◆ TASK DIRECTIONS: Count how many lines in the following data hold the word "Authentication". Your answer is the number and nothing else.

____ DATASET RECORDS

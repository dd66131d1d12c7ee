//! Error Handling Module
//!
//! Provides type-safe error handling with proper HTTP status code mapping.
//! Uses thiserror for domain errors and integrates with tracing for structured logging.
//! Every error leaves the service as `{"error": "<message>"}`.

use axum::{
    extract::rejection::{JsonRejection, PathRejection},
    http::StatusCode,
    response::{IntoResponse, Response},
    Json,
};
use serde::Serialize;
use thiserror::Error;

/// API 에러 타입
///
/// # Design Decision
///
/// 각 에러 variant는 적절한 HTTP 상태 코드에 매핑됨
/// - 클라이언트 에러: 4xx (잘못된 요청, 인증 실패 등)
/// - 서버 에러: 5xx (내부 오류)
///
/// 다른 사용자의 리소스는 403이 아니라 404 (조회 쿼리 자체가 owner로 제한됨)
#[derive(Debug, Error)]
pub enum ApiError {
    // ============ 400 Bad Request ============
    #[error("Invalid request: {0}")]
    BadRequest(String),

    #[error("Validation failed: {0}")]
    ValidationError(String),

    // ============ 401 Unauthorized ============
    #[error("Authentication required")]
    Unauthorized,

    #[error("Invalid or expired token")]
    InvalidToken,

    /// 로그인 실패 (없는 이메일 / 틀린 비밀번호 구분 없음)
    #[error("Invalid credentials")]
    InvalidCredentials,

    // ============ 404 Not Found ============
    #[error("Resource not found: {0}")]
    NotFound(&'static str),

    // ============ 409 Conflict ============
    #[error("Conflict: {0}")]
    Conflict(String),

    // ============ 500 Internal Server Error ============
    #[error("Database error: {0}")]
    DatabaseError(String),

    #[error("Internal server error")]
    InternalError,
}

/// API 에러 응답 구조
#[derive(Serialize)]
pub struct ErrorResponse {
    pub error: String,
}

impl ApiError {
    /// unique 제약 위반이면 Conflict, 아니면 일반 DB 에러
    pub fn conflict_or_database(err: sqlx::Error, message: &str) -> Self {
        let is_unique = err
            .as_database_error()
            .map(|db_err| db_err.is_unique_violation())
            .unwrap_or(false);

        if is_unique {
            ApiError::Conflict(message.to_string())
        } else {
            ApiError::from(err)
        }
    }

    pub fn status(&self) -> StatusCode {
        match self {
            ApiError::BadRequest(_) | ApiError::ValidationError(_) => StatusCode::BAD_REQUEST,
            ApiError::Unauthorized | ApiError::InvalidToken | ApiError::InvalidCredentials => {
                StatusCode::UNAUTHORIZED
            }
            ApiError::NotFound(_) => StatusCode::NOT_FOUND,
            ApiError::Conflict(_) => StatusCode::CONFLICT,
            ApiError::DatabaseError(_) | ApiError::InternalError => {
                StatusCode::INTERNAL_SERVER_ERROR
            }
        }
    }
}

impl IntoResponse for ApiError {
    fn into_response(self) -> Response {
        let message = match &self {
            // 4xx 클라이언트 에러
            ApiError::BadRequest(msg)
            | ApiError::ValidationError(msg)
            | ApiError::Conflict(msg) => msg.clone(),
            ApiError::Unauthorized => "Authentication required".to_string(),
            ApiError::InvalidToken => "Invalid or expired token".to_string(),
            ApiError::InvalidCredentials => "Invalid credentials".to_string(),
            ApiError::NotFound(resource) => format!("{} not found", resource),

            // 5xx 서버 에러
            ApiError::DatabaseError(_) => {
                // 내부 에러는 클라이언트에 상세 정보 노출 안 함
                tracing::error!("Database error: {:?}", self);
                "Database error occurred".to_string()
            }
            ApiError::InternalError => {
                tracing::error!("Internal error: {:?}", self);
                "An internal error occurred".to_string()
            }
        };

        (self.status(), Json(ErrorResponse { error: message })).into_response()
    }
}

/// SQLx 에러를 ApiError로 변환
impl From<sqlx::Error> for ApiError {
    fn from(err: sqlx::Error) -> Self {
        // 로깅은 into_response 에서 한 번만
        ApiError::DatabaseError(err.to_string())
    }
}

/// anyhow 에러를 ApiError로 변환
impl From<anyhow::Error> for ApiError {
    fn from(err: anyhow::Error) -> Self {
        tracing::error!("Anyhow error: {:?}", err);
        ApiError::InternalError
    }
}

/// 잘못된 JSON body (문법 오류, 누락 필드, 알 수 없는 enum 값) → 400
impl From<JsonRejection> for ApiError {
    fn from(rejection: JsonRejection) -> Self {
        ApiError::BadRequest(rejection.body_text())
    }
}

/// 숫자가 아닌 path id → 400
impl From<PathRejection> for ApiError {
    fn from(rejection: PathRejection) -> Self {
        tracing::debug!("Path rejected: {}", rejection.body_text());
        ApiError::BadRequest("Invalid ID".to_string())
    }
}
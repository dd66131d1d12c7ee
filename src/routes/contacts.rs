//! Contact Endpoints
//!
//! 사용자 본인의 연락처 CRUD. 삭제는 soft delete (is_active = false)
//! 이며, 삭제된 연락처는 조회/수정/삭제 모두 404.

use axum::{extract::State, http::StatusCode, Extension, Json};
use serde::Deserialize;

use crate::{
    db::{Contact, ContactFields},
    error::ApiError,
    middleware::AuthUser,
    types::MessageResponse,
    AppState,
};

use super::{
    extract::{IdPath, ValidJson},
    validation::{is_valid_email, optional_text, required},
};

const DUPLICATE_PHONE: &str = "Contact with this phone already exists";

// ============ Request Types ============

/// 연락처 생성/수정 요청
///
/// 수정은 전체 덮어쓰기: 빠진 phone/email 은 NULL 이 됨
#[derive(Debug, Deserialize)]
pub struct ContactRequest {
    pub name: String,
    pub phone: Option<String>,
    pub email: Option<String>,
}

impl ContactRequest {
    fn into_fields(self) -> Result<ContactFields, ApiError> {
        let name = required(&self.name, "name")?;
        let email = optional_text(self.email);
        if let Some(email) = &email {
            if !is_valid_email(email) {
                return Err(ApiError::ValidationError("Invalid email address".to_string()));
            }
        }

        Ok(ContactFields {
            name,
            phone: optional_text(self.phone),
            email,
        })
    }
}

// ============ Handlers ============

/// GET /api/v1/contacts
///
/// 활성 연락처 목록 (이름순)
pub async fn list_contacts(
    State(state): State<AppState>,
    Extension(AuthUser(user_id)): Extension<AuthUser>,
) -> Result<Json<Vec<Contact>>, ApiError> {
    Ok(Json(state.db.list_contacts(user_id).await?))
}

/// POST /api/v1/contacts
pub async fn create_contact(
    State(state): State<AppState>,
    Extension(AuthUser(user_id)): Extension<AuthUser>,
    ValidJson(req): ValidJson<ContactRequest>,
) -> Result<(StatusCode, Json<Contact>), ApiError> {
    let fields = req.into_fields()?;

    let contact = state
        .db
        .insert_contact(user_id, &fields)
        .await
        .map_err(|e| ApiError::conflict_or_database(e, DUPLICATE_PHONE))?;

    tracing::info!(user_id = user_id.0, contact_id = contact.id, "Contact created");
    Ok((StatusCode::CREATED, Json(contact)))
}

/// GET /api/v1/contacts/:id
pub async fn get_contact(
    State(state): State<AppState>,
    Extension(AuthUser(user_id)): Extension<AuthUser>,
    IdPath(id): IdPath,
) -> Result<Json<Contact>, ApiError> {
    state
        .db
        .find_contact(user_id, id)
        .await?
        .map(Json)
        .ok_or(ApiError::NotFound("Contact"))
}

/// PUT /api/v1/contacts/:id
pub async fn update_contact(
    State(state): State<AppState>,
    Extension(AuthUser(user_id)): Extension<AuthUser>,
    IdPath(id): IdPath,
    ValidJson(req): ValidJson<ContactRequest>,
) -> Result<Json<Contact>, ApiError> {
    let fields = req.into_fields()?;

    state
        .db
        .update_contact(user_id, id, &fields)
        .await
        .map_err(|e| ApiError::conflict_or_database(e, DUPLICATE_PHONE))?
        .map(Json)
        .ok_or(ApiError::NotFound("Contact"))
}

/// DELETE /api/v1/contacts/:id
///
/// Soft delete: 이 연락처를 참조하는 부채는 그대로 유지
pub async fn delete_contact(
    State(state): State<AppState>,
    Extension(AuthUser(user_id)): Extension<AuthUser>,
    IdPath(id): IdPath,
) -> Result<Json<MessageResponse>, ApiError> {
    if !state.db.deactivate_contact(user_id, id).await? {
        return Err(ApiError::NotFound("Contact"));
    }

    tracing::info!(user_id = user_id.0, contact_id = id, "Contact deactivated");
    Ok(Json(MessageResponse::new("Contact deleted successfully")))
}
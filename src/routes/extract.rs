//! Request extractors
//!
//! Thin wrappers over axum's `Json` and `Path` whose rejections become
//! [`ApiError`] (400 with the usual `{"error": ...}` body) instead of
//! axum's default 415/422 plain-text responses.

use axum::extract::{FromRequest, FromRequestParts};
use serde::Deserialize;

use crate::error::ApiError;

/// JSON body (문법 오류, 누락 필드, 잘못된 enum → 400)
#[derive(Debug, FromRequest)]
#[from_request(via(axum::Json), rejection(ApiError))]
pub struct ValidJson<T>(pub T);

/// 숫자 path id (`/contacts/:id` 등)
///
/// `Path<IdPath>` 로 추출되므로 i64 그대로 역직렬화 (transparent)
#[derive(Debug, Deserialize, FromRequestParts)]
#[serde(transparent)]
#[from_request(via(axum::extract::Path), rejection(ApiError))]
pub struct IdPath(pub i64);

#[cfg(test)]
mod tests {
    use super::*;
    use axum::{
        body::{to_bytes, Body},
        http::{Request, StatusCode},
        routing::get,
        Router,
    };
    use tower::ServiceExt;

    async fn echo_id(IdPath(id): IdPath) -> String {
        id.to_string()
    }

    async fn call(uri: &str) -> (StatusCode, String) {
        let app = Router::new().route("/items/:id", get(echo_id));
        let response = app
            .oneshot(Request::builder().uri(uri).body(Body::empty()).unwrap())
            .await
            .unwrap();
        let status = response.status();
        let bytes = to_bytes(response.into_body(), usize::MAX).await.unwrap();
        (status, String::from_utf8(bytes.to_vec()).unwrap())
    }

    #[tokio::test]
    async fn test_id_path_numeric() {
        assert_eq!(call("/items/42").await, (StatusCode::OK, "42".to_string()));
    }

    #[tokio::test]
    async fn test_id_path_rejects_non_numeric() {
        let (status, body) = call("/items/abc").await;
        assert_eq!(status, StatusCode::BAD_REQUEST);
        assert_eq!(body, r#"{"error":"Invalid ID"}"#);
    }
}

________

◆ ANSWER BOX: 2